COVID-19, the death of George Floyd, and the aftermath of both tragedies have spawned vastly different interpretations and wildly different narratives that threaten to tear our country apart. It’s in times like these where leaders are needed, courageous and compassionate leaders who enter into the fray and find solutions for the friction.
How do you do that? Here are three essentials:
1. Set aside your own frame of reference
The most haunting lesson from Akira Kurosawa’s film is how motives and mindset affect the way we view events. As human beings, we pride ourselves on being unbiased witnesses to objective truth, when, in fact, that’s lightyears from actual reality.

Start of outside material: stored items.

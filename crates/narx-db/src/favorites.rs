//! Database operations for per-user favorite products.

use sqlx::PgPool;
use uuid::Uuid;

use crate::products::ProductRow;
use crate::DbError;

/// Toggles a product in a user's favorites and returns the post-toggle
/// membership: `true` when the product is now a favorite.
///
/// The add path is an `ON CONFLICT DO NOTHING` insert; when that affects
/// no rows the product was already a favorite and gets removed instead.
///
/// # Errors
///
/// Returns [`DbError::Sqlx`] if either statement fails.
pub async fn toggle_favorite(
    pool: &PgPool,
    user_id: Uuid,
    product_id: Uuid,
) -> Result<bool, DbError> {
    let inserted = sqlx::query(
        "INSERT INTO favorites (user_id, product_id) \
         VALUES ($1, $2) \
         ON CONFLICT (user_id, product_id) DO NOTHING",
    )
    .bind(user_id)
    .bind(product_id)
    .execute(pool)
    .await?
    .rows_affected();

    if inserted > 0 {
        return Ok(true);
    }

    sqlx::query("DELETE FROM favorites WHERE user_id = $1 AND product_id = $2")
        .bind(user_id)
        .bind(product_id)
        .execute(pool)
        .await?;

    Ok(false)
}

/// Returns a user's favorite products, most recently added first.
///
/// # Errors
///
/// Returns [`DbError::Sqlx`] if the query fails.
pub async fn list_favorite_products(
    pool: &PgPool,
    user_id: Uuid,
) -> Result<Vec<ProductRow>, DbError> {
    let rows = sqlx::query_as::<_, ProductRow>(
        "SELECT p.id, p.name, p.category, p.unit, p.created_by, p.created_at, p.updated_at \
         FROM favorites f \
         JOIN products p ON p.id = f.product_id \
         WHERE f.user_id = $1 \
         ORDER BY f.created_at DESC",
    )
    .bind(user_id)
    .fetch_all(pool)
    .await?;

    Ok(rows)
}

When we understand that all of us bring our own biases into any situation and set them aside to enter into the perspective of another, at that moment we begin to lead. Lead instead of following the predetermined conclusions of ourself and others.
The first thing good leaders do in critical situations is stop and listen. But you can’t listen when the voices in your head are talking, talking, talking. Listening turns those voices off. It suspends its stories, sets aside its cultural narrative, and hears what’s being said. Without correction. Without recrimination.

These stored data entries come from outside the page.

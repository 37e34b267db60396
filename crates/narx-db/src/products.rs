//! Database operations for the `products` table, including the cascading
//! delete of a product's price history.

use chrono::{DateTime, Utc};
use sqlx::PgPool;
use uuid::Uuid;

use crate::DbError;

// ---------------------------------------------------------------------------
// Row types
// ---------------------------------------------------------------------------

/// A row from the `products` table.
#[derive(Debug, Clone, sqlx::FromRow)]
pub struct ProductRow {
    pub id: Uuid,
    pub name: String,
    /// One of the fixed category labels; validated against
    /// `narx_core::ProductCategory` before any write.
    pub category: String,
    /// Canonical unit the product is usually sold in (e.g. `кг`, `л`, `шт`).
    pub unit: String,
    pub created_by: Option<Uuid>,
    pub created_at: DateTime<Utc>,
    pub updated_at: DateTime<Utc>,
}

/// Parameters for a paginated catalog search.
#[derive(Debug, Clone, Default)]
pub struct ProductSearch<'a> {
    /// Case-insensitive substring match on name; empty matches everything.
    pub query: &'a str,
    pub category: Option<&'a str>,
    pub limit: i64,
    pub offset: i64,
}

/// One page of search results plus the total match count, so callers can
/// keep issuing load-more pages.
#[derive(Debug, Clone)]
pub struct ProductPage {
    pub items: Vec<ProductRow>,
    pub total: i64,
}

// ---------------------------------------------------------------------------
// Queries
// ---------------------------------------------------------------------------

/// Inserts a product, rejecting names that already exist in any casing.
///
/// # Errors
///
/// Returns [`DbError::DuplicateProductName`] on a case-insensitive name
/// collision, [`DbError::Sqlx`] for any other failure.
pub async fn insert_product(
    pool: &PgPool,
    name: &str,
    category: &str,
    unit: &str,
    created_by: Option<Uuid>,
) -> Result<ProductRow, DbError> {
    let result = sqlx::query_as::<_, ProductRow>(
        "INSERT INTO products (name, category, unit, created_by) \
         VALUES ($1, $2, $3, $4) \
         RETURNING id, name, category, unit, created_by, created_at, updated_at",
    )
    .bind(name)
    .bind(category)
    .bind(unit)
    .bind(created_by)
    .fetch_one(pool)
    .await;

    result.map_err(|e| {
        if crate::is_unique_violation(&e, "products_name_lower_key") {
            DbError::DuplicateProductName(name.to_string())
        } else {
            DbError::Sqlx(e)
        }
    })
}

/// Returns a single product by id, or `None` if not found.
///
/// # Errors
///
/// Returns [`DbError::Sqlx`] if the query fails.
pub async fn get_product(pool: &PgPool, id: Uuid) -> Result<Option<ProductRow>, DbError> {
    let row = sqlx::query_as::<_, ProductRow>(
        "SELECT id, name, category, unit, created_by, created_at, updated_at \
         FROM products WHERE id = $1",
    )
    .bind(id)
    .fetch_optional(pool)
    .await?;

    Ok(row)
}

/// Free-text catalog search with optional category filter and pagination.
///
/// Matching is a case-insensitive substring match on name. The total count
/// uses the same filters so pagination state stays consistent.
///
/// # Errors
///
/// Returns [`DbError::Sqlx`] if either query fails.
pub async fn search_products(
    pool: &PgPool,
    search: ProductSearch<'_>,
) -> Result<ProductPage, DbError> {
    let items = sqlx::query_as::<_, ProductRow>(
        "SELECT id, name, category, unit, created_by, created_at, updated_at \
         FROM products \
         WHERE ($1 = '' OR name ILIKE '%' || $1 || '%') \
           AND ($2::TEXT IS NULL OR category = $2) \
         ORDER BY created_at DESC, id DESC \
         LIMIT $3 OFFSET $4",
    )
    .bind(search.query)
    .bind(search.category)
    .bind(search.limit)
    .bind(search.offset)
    .fetch_all(pool)
    .await?;

    let total: i64 = sqlx::query_scalar(
        "SELECT COUNT(*) FROM products \
         WHERE ($1 = '' OR name ILIKE '%' || $1 || '%') \
           AND ($2::TEXT IS NULL OR category = $2)",
    )
    .bind(search.query)
    .bind(search.category)
    .fetch_one(pool)
    .await?;

    Ok(ProductPage { items, total })
}

/// Updates a product's name and/or category; `None` keeps the current value.
///
/// # Errors
///
/// Returns [`DbError::PermissionDenied`] when no row was updated,
/// [`DbError::DuplicateProductName`] when the new name collides
/// case-insensitively, or [`DbError::Sqlx`] for any other failure.
pub async fn update_product(
    pool: &PgPool,
    id: Uuid,
    name: Option<&str>,
    category: Option<&str>,
) -> Result<ProductRow, DbError> {
    let result = sqlx::query_as::<_, ProductRow>(
        "UPDATE products \
         SET name       = COALESCE($2, name), \
             category   = COALESCE($3, category), \
             updated_at = NOW() \
         WHERE id = $1 \
         RETURNING id, name, category, unit, created_by, created_at, updated_at",
    )
    .bind(id)
    .bind(name)
    .bind(category)
    .fetch_optional(pool)
    .await;

    match result {
        Ok(Some(row)) => Ok(row),
        Ok(None) => Err(DbError::PermissionDenied),
        Err(e) if crate::is_unique_violation(&e, "products_name_lower_key") => Err(
            DbError::DuplicateProductName(name.unwrap_or_default().to_string()),
        ),
        Err(e) => Err(DbError::Sqlx(e)),
    }
}

/// Deletes a product and its entire price history.
///
/// The cascade is explicit and not transactional: prices are deleted
/// first, then the product, and the product delete's row count is
/// verified. If the second step fails the product is left orphaned with
/// no history; that state is logged and surfaced, never rolled back.
///
/// Returns the number of price reports that were removed.
///
/// # Errors
///
/// Returns [`DbError::PermissionDenied`] when the product delete affected
/// no rows, or [`DbError::Sqlx`] if either statement fails.
pub async fn delete_product(pool: &PgPool, id: Uuid) -> Result<u64, DbError> {
    let prices_removed = sqlx::query("DELETE FROM prices WHERE product_id = $1")
        .bind(id)
        .execute(pool)
        .await?
        .rows_affected();

    let result = sqlx::query("DELETE FROM products WHERE id = $1")
        .bind(id)
        .execute(pool)
        .await;

    match result {
        Ok(done) if done.rows_affected() > 0 => Ok(prices_removed),
        Ok(_) => {
            if prices_removed > 0 {
                tracing::error!(product_id = %id, prices_removed, "product delete affected no rows after its prices were removed");
            }
            Err(DbError::PermissionDenied)
        }
        Err(e) => {
            if prices_removed > 0 {
                tracing::error!(product_id = %id, prices_removed, error = %e, "product left orphaned: price history deleted but product delete failed");
            }
            Err(DbError::Sqlx(e))
        }
    }
}

/// Returns every product with at least one price report at the store,
/// most recently updated first. No pagination.
///
/// # Errors
///
/// Returns [`DbError::Sqlx`] if the query fails.
pub async fn list_products_by_store(
    pool: &PgPool,
    store_id: Uuid,
) -> Result<Vec<ProductRow>, DbError> {
    let rows = sqlx::query_as::<_, ProductRow>(
        "SELECT DISTINCT ON (p.id) \
             p.id, p.name, p.category, p.unit, p.created_by, p.created_at, p.updated_at \
         FROM products p \
         JOIN prices pr ON pr.product_id = p.id \
         WHERE pr.store_id = $1 \
         ORDER BY p.id, p.updated_at DESC",
    )
    .bind(store_id)
    .fetch_all(pool)
    .await?;

    Ok(rows)
}

/// Returns every product in a category, newest first. No pagination.
///
/// # Errors
///
/// Returns [`DbError::Sqlx`] if the query fails.
pub async fn list_products_by_category(
    pool: &PgPool,
    category: &str,
) -> Result<Vec<ProductRow>, DbError> {
    let rows = sqlx::query_as::<_, ProductRow>(
        "SELECT id, name, category, unit, created_by, created_at, updated_at \
         FROM products \
         WHERE category = $1 \
         ORDER BY created_at DESC, id DESC",
    )
    .bind(category)
    .fetch_all(pool)
    .await?;

    Ok(rows)
}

I know this feels like jumping off a cliff or diving into a raging sea without a life jacket. But it really isn’t as bad as all that. In fact, I’ve found not having to defend a personal point of view liberating and listening to others extraordinarily effective in building connection and establishing credibility.
2. Respect the experiences of others
Listening gets the leadership ball rolling. Respect keeps it going.

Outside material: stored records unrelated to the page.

use std::str::FromStr;

use axum::{
    extract::{Path, Query, State},
    http::StatusCode,
    Extension, Json,
};
use chrono::{DateTime, Utc};
use rust_decimal::Decimal;
use serde::{Deserialize, Serialize};
use uuid::Uuid;

use narx_core::{AggregateView, DisplayModel, ProductCategory, ReportObservation};

use crate::middleware::RequestId;

use super::{map_db_error, normalize_limit, ApiError, ApiResponse, AppState, ResponseMeta};

#[derive(Debug, Serialize)]
pub(super) struct ProductListItem {
    pub id: Uuid,
    pub name: String,
    pub category: String,
    pub unit: String,
    pub created_at: DateTime<Utc>,
}

impl From<narx_db::ProductRow> for ProductListItem {
    fn from(row: narx_db::ProductRow) -> Self {
        Self {
            id: row.id,
            name: row.name,
            category: row.category,
            unit: row.unit,
            created_at: row.created_at,
        }
    }
}

#[derive(Debug, Serialize)]
pub(super) struct ProductSearchData {
    items: Vec<ProductListItem>,
    total: i64,
    has_more: bool,
}

/// One report from a product's history, newest first in responses.
#[derive(Debug, Serialize)]
pub(super) struct HistoryItem {
    id: Uuid,
    price: i64,
    currency: String,
    quantity: Decimal,
    unit: String,
    normalized_price: Option<i64>,
    store_name: String,
    created_at: DateTime<Utc>,
}

/// Full product view: stored fields, the derived aggregate, the UI-ready
/// display projection, and the raw history behind both.
#[derive(Debug, Serialize)]
pub(super) struct ProductDetail {
    pub id: Uuid,
    pub name: String,
    pub category: String,
    pub unit: String,
    pub view: AggregateView,
    pub display: DisplayModel,
    pub history: Vec<HistoryItem>,
}

#[derive(Debug, Serialize)]
pub(super) struct RecentReportItem {
    pub price_id: Uuid,
    pub product_id: Uuid,
    pub product_name: String,
    pub product_category: String,
    pub product_unit: String,
    pub price: i64,
    pub formatted_price: String,
    pub store_name: String,
    pub created_at: DateTime<Utc>,
}

#[derive(Debug, Deserialize)]
pub(super) struct SearchQuery {
    pub q: Option<String>,
    pub category: Option<String>,
    pub limit: Option<i64>,
    pub offset: Option<i64>,
}

#[derive(Debug, Deserialize)]
pub(super) struct CreateProductBody {
    pub name: String,
    pub category: String,
    pub unit: String,
    pub created_by: Option<Uuid>,
}

#[derive(Debug, Deserialize)]
pub(super) struct UpdateProductBody {
    pub name: Option<String>,
    pub category: Option<String>,
}

#[derive(Debug, Serialize)]
pub(super) struct DeleteProductData {
    prices_removed: u64,
}

fn validate_category(request_id: &str, label: &str) -> Result<(), ApiError> {
    ProductCategory::from_str(label).map_err(|_| {
        ApiError::new(
            request_id.to_string(),
            "validation_error",
            format!("unknown category \"{label}\""),
        )
    })?;
    Ok(())
}

pub(super) async fn search_products(
    State(state): State<AppState>,
    Extension(req_id): Extension<RequestId>,
    Query(query): Query<SearchQuery>,
) -> Result<Json<ApiResponse<ProductSearchData>>, ApiError> {
    let limit = normalize_limit(query.limit);
    let offset = query.offset.unwrap_or(0).max(0);

    let page = narx_db::search_products(
        &state.pool,
        narx_db::ProductSearch {
            query: query.q.as_deref().unwrap_or(""),
            category: query.category.as_deref(),
            limit,
            offset,
        },
    )
    .await
    .map_err(|e| map_db_error(req_id.0.clone(), &e))?;

    let has_more = offset + (page.items.len() as i64) < page.total;
    Ok(Json(ApiResponse {
        data: ProductSearchData {
            items: page.items.into_iter().map(ProductListItem::from).collect(),
            total: page.total,
            has_more,
        },
        meta: ResponseMeta::new(req_id.0),
    }))
}

pub(super) async fn create_product(
    State(state): State<AppState>,
    Extension(req_id): Extension<RequestId>,
    Json(body): Json<CreateProductBody>,
) -> Result<(StatusCode, Json<ApiResponse<ProductListItem>>), ApiError> {
    let name = body.name.trim();
    if name.is_empty() {
        return Err(ApiError::new(
            req_id.0,
            "validation_error",
            "product name must not be empty",
        ));
    }
    validate_category(&req_id.0, &body.category)?;

    let row = narx_db::insert_product(&state.pool, name, &body.category, &body.unit, body.created_by)
        .await
        .map_err(|e| map_db_error(req_id.0.clone(), &e))?;

    Ok((
        StatusCode::CREATED,
        Json(ApiResponse {
            data: ProductListItem::from(row),
            meta: ResponseMeta::new(req_id.0),
        }),
    ))
}

pub(super) async fn get_product(
    State(state): State<AppState>,
    Extension(req_id): Extension<RequestId>,
    Path(id): Path<Uuid>,
) -> Result<Json<ApiResponse<ProductDetail>>, ApiError> {
    let Some(product) = narx_db::get_product(&state.pool, id)
        .await
        .map_err(|e| map_db_error(req_id.0.clone(), &e))?
    else {
        return Err(ApiError::new(req_id.0, "not_found", "product not found"));
    };

    let history = narx_db::list_prices_for_product(&state.pool, id)
        .await
        .map_err(|e| map_db_error(req_id.0.clone(), &e))?;

    let detail = build_detail(product, history, Utc::now(), &state);
    Ok(Json(ApiResponse {
        data: detail,
        meta: ResponseMeta::new(req_id.0),
    }))
}

/// Aggregates a product's history (passed in insertion order) and projects
/// it through the display adapter. The current report's store comes back
/// through `view.current.index` into the same slice.
fn build_detail(
    product: narx_db::ProductRow,
    history: Vec<narx_db::PriceHistoryRow>,
    now: DateTime<Utc>,
    state: &AppState,
) -> ProductDetail {
    let observations: Vec<ReportObservation> = history
        .iter()
        .map(|r| ReportObservation {
            price: r.price,
            normalized_price: r.normalized_price,
            observed_at: r.created_at,
        })
        .collect();
    let view = narx_core::aggregate(&observations, now);

    let current_store = view
        .current
        .as_ref()
        .and_then(|c| history.get(c.index))
        .map(|r| r.store_name.as_str());
    let display = narx_core::present(
        &product.name,
        &product.unit,
        &view,
        current_store,
        now,
        &state.display,
    );

    let mut items: Vec<HistoryItem> = history
        .into_iter()
        .map(|r| HistoryItem {
            id: r.id,
            price: r.price,
            currency: r.currency,
            quantity: r.quantity,
            unit: r.unit,
            normalized_price: r.normalized_price,
            store_name: r.store_name,
            created_at: r.created_at,
        })
        .collect();
    items.reverse();

    ProductDetail {
        id: product.id,
        name: product.name,
        category: product.category,
        unit: product.unit,
        view,
        display,
        history: items,
    }
}

pub(super) async fn update_product(
    State(state): State<AppState>,
    Extension(req_id): Extension<RequestId>,
    Path(id): Path<Uuid>,
    Json(body): Json<UpdateProductBody>,
) -> Result<Json<ApiResponse<ProductListItem>>, ApiError> {
    if let Some(category) = body.category.as_deref() {
        validate_category(&req_id.0, category)?;
    }
    if let Some(name) = body.name.as_deref() {
        if name.trim().is_empty() {
            return Err(ApiError::new(
                req_id.0,
                "validation_error",
                "product name must not be empty",
            ));
        }
    }

    let row = narx_db::update_product(
        &state.pool,
        id,
        body.name.as_deref().map(str::trim),
        body.category.as_deref(),
    )
    .await
    .map_err(|e| map_db_error(req_id.0.clone(), &e))?;

    Ok(Json(ApiResponse {
        data: ProductListItem::from(row),
        meta: ResponseMeta::new(req_id.0),
    }))
}

pub(super) async fn delete_product(
    State(state): State<AppState>,
    Extension(req_id): Extension<RequestId>,
    Path(id): Path<Uuid>,
) -> Result<Json<ApiResponse<DeleteProductData>>, ApiError> {
    let prices_removed = narx_db::delete_product(&state.pool, id)
        .await
        .map_err(|e| map_db_error(req_id.0.clone(), &e))?;

    Ok(Json(ApiResponse {
        data: DeleteProductData { prices_removed },
        meta: ResponseMeta::new(req_id.0),
    }))
}

pub(super) async fn list_recent(
    State(state): State<AppState>,
    Extension(req_id): Extension<RequestId>,
) -> Result<Json<ApiResponse<Vec<RecentReportItem>>>, ApiError> {
    // Over-fetch so that deduplication by product still fills the feed.
    let fetch = i64::try_from(state.recent_feed_size * 2).unwrap_or(i64::MAX);
    let rows = narx_db::list_recent_prices(&state.pool, fetch)
        .await
        .map_err(|e| map_db_error(req_id.0.clone(), &e))?;

    let deduped = narx_core::dedupe_recent(rows, state.recent_feed_size, |r| r.product_id);
    let data = deduped
        .into_iter()
        .map(|r| RecentReportItem {
            price_id: r.price_id,
            product_id: r.product_id,
            product_name: r.product_name,
            product_category: r.product_category,
            product_unit: r.product_unit,
            price: r.price,
            formatted_price: narx_core::display::format_price(Some(r.price), &state.display),
            store_name: r.store_name,
            created_at: r.created_at,
        })
        .collect();

    Ok(Json(ApiResponse {
        data,
        meta: ResponseMeta::new(req_id.0),
    }))
}

pub(super) async fn list_by_store(
    State(state): State<AppState>,
    Extension(req_id): Extension<RequestId>,
    Path(store_id): Path<Uuid>,
) -> Result<Json<ApiResponse<Vec<ProductListItem>>>, ApiError> {
    let rows = narx_db::list_products_by_store(&state.pool, store_id)
        .await
        .map_err(|e| map_db_error(req_id.0.clone(), &e))?;

    Ok(Json(ApiResponse {
        data: rows.into_iter().map(ProductListItem::from).collect(),
        meta: ResponseMeta::new(req_id.0),
    }))
}

pub(super) async fn list_by_category(
    State(state): State<AppState>,
    Extension(req_id): Extension<RequestId>,
    Path(category): Path<String>,
) -> Result<Json<ApiResponse<Vec<ProductListItem>>>, ApiError> {
    validate_category(&req_id.0, &category)?;

    let rows = narx_db::list_products_by_category(&state.pool, &category)
        .await
        .map_err(|e| map_db_error(req_id.0.clone(), &e))?;

    Ok(Json(ApiResponse {
        data: rows.into_iter().map(ProductListItem::from).collect(),
        meta: ResponseMeta::new(req_id.0),
    }))
}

Five years ago, I was asked to facilitate the succession planning process for an organization that served at-risk youth in the inner city of Milwaukie, Wisconsin. The executive director, a deeply respected African American leader, was retiring, and the board wanted the organization he built to continue effectively serving the community.
I seem to have a unique ability in completing projects like this, and my relationship with the executive director, the board chairperson, and board members was flourishing. One morning after a fruitful working session, we went out to lunch at the iconic Jake’s Diner. Jake’s has the best sandwiches in the city, served with a side of sass.
Walking back to the car, the executive director pointed down the block and said to me, “See that street? That’s where I grew up.” He paused and then spoke somberly, “I remember tanks rolling down that street when I was a little boy to stop demonstrators from assembling.”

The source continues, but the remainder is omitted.